D.V.S Humillimus in domino servus +Emmanuel demontemaiori

Habbiamo etiam fatta provissione sotto pena de 50 scudi al prete ( o vero sfratato) paulo quivi rettore per li suoi gravissimi delitti quivi constano autentica scriptura che non sia acceptato per via alcuna.

Et alla costa del beneficio reparara S. Maria del porto et S. Nicolao et altre che longo sarebbe dire.   Iterum in domino vale deumque pro nobis ora.”[2]

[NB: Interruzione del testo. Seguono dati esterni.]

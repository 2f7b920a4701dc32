//! Feature matrix produced by feature extraction, consumed by training
//! and dispatch.

use serde::{Deserialize, Serialize};

use crate::errors::PipelineError;
use crate::types::RecordId;

/// Rows of numeric feature values keyed by record identifier.
///
/// The record identifier is held beside the feature values, never inside
/// them, so models only ever see the feature columns while dispatch keeps
/// the identifier for result attribution.
#[derive(Clone, Debug, Serialize, Deserialize)]
pub struct FeatureMatrix {
    /// One identifier per row.
    pub record_ids: Vec<RecordId>,
    /// Feature column names, in row order.
    pub feature_names: Vec<String>,
    /// One feature row per record, each `feature_names.len()` wide.
    pub rows: Vec<Vec<f64>>,
}

impl FeatureMatrix {
    /// Build a matrix, checking that ids and rows line up.
    pub fn new(
        record_ids: Vec<RecordId>,
        feature_names: Vec<String>,
        rows: Vec<Vec<f64>>,
    ) -> Result<Self, PipelineError> {
        if record_ids.len() != rows.len() {
            return Err(PipelineError::Configuration(format!(
                "feature matrix has {} record ids but {} rows",
                record_ids.len(),
                rows.len()
            )));
        }
        if let Some(row) = rows.iter().find(|row| row.len() != feature_names.len()) {
            return Err(PipelineError::Configuration(format!(
                "feature row has {} values but {} feature names are declared",
                row.len(),
                feature_names.len()
            )));
        }
        Ok(Self {
            record_ids,
            feature_names,
            rows,
        })
    }

    /// Number of records.
    pub fn len(&self) -> usize {
        self.rows.len()
    }

    /// True when the matrix holds no records.
    pub fn is_empty(&self) -> bool {
        self.rows.is_empty()
    }

    /// Number of feature columns.
    pub fn feature_count(&self) -> usize {
        self.feature_names.len()
    }

    /// Row subset at `indices`, ids and rows kept in lockstep.
    pub fn select(&self, indices: &[usize]) -> Self {
        Self {
            record_ids: indices
                .iter()
                .map(|&idx| self.record_ids[idx].clone())
                .collect(),
            feature_names: self.feature_names.clone(),
            rows: indices.iter().map(|&idx| self.rows[idx].clone()).collect(),
        }
    }
}
/// Impurity measure used when growing classification trees.
#[derive(Clone, Copy, Debug, PartialEq, Eq, Serialize, Deserialize)]
pub enum SplitCriterion {
    /// Gini impurity.
    Gini,
    /// Shannon entropy.
    Entropy,
}

/// Per-split feature subsampling strategy for the forest family.
#[derive(Clone, Copy, Debug, PartialEq, Eq, Serialize, Deserialize)]
pub enum MaxFeatures {
    /// Consider `sqrt(feature_count)` features per split.
    Sqrt,
    /// Consider `log2(feature_count)` features per split.
    Log2,
}

impl MaxFeatures {
    fn sample_width(self, feature_count: usize) -> usize {
        let width = match self {
            Self::Sqrt => (feature_count as f64).sqrt().round() as usize,
            Self::Log2 => (feature_count as f64).log2().ceil() as usize,
        };
        width.clamp(1, feature_count)
    }
}

/// Parameters for the tree-ensemble family.
#[derive(Clone, Copy, Debug, Serialize, Deserialize)]
pub struct ForestParams {
    /// Number of bagged trees.
    pub estimators: usize,
    /// Impurity measure for split selection.
    pub criterion: SplitCriterion,
    /// Maximum tree depth.
    pub max_depth: usize,
    /// Per-split feature subsampling strategy.
    pub max_features: MaxFeatures,
}

/// Parameters for the gradient-boosted family.
#[derive(Clone, Copy, Debug, Serialize, Deserialize)]
pub struct BoostedParams {
    /// Shrinkage applied to each boosting stage.
    pub learning_rate: f64,
    /// Maximum depth of each stage's regression tree.
    pub max_depth: usize,
    /// Number of boosting stages.
    pub estimators: usize,
}

/// A depth-limited binary tree over feature thresholds.
#[derive(Clone, Debug, Serialize, Deserialize)]
enum TreeNode {
    Leaf {
        value: f64,
    },
    Split {
        feature: usize,
        threshold: f64,
        left: Box<TreeNode>,
        right: Box<TreeNode>,
    },
}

[1]ASG, San Giorgio, Cancellieri, n. 233, lettera da Capraia del gesuita Silvestro Landini da Sarzana all’Ufficio di San Giorgio del 17 dic. 1552.

[2]ASG, San Giorgio, Cancellieri, n. 233, lettera da Capraia del gesuita Emmanuele da Montemaiori inviata a Genova a Messer Michael nello Hospitaleto del 17 dic. 1552.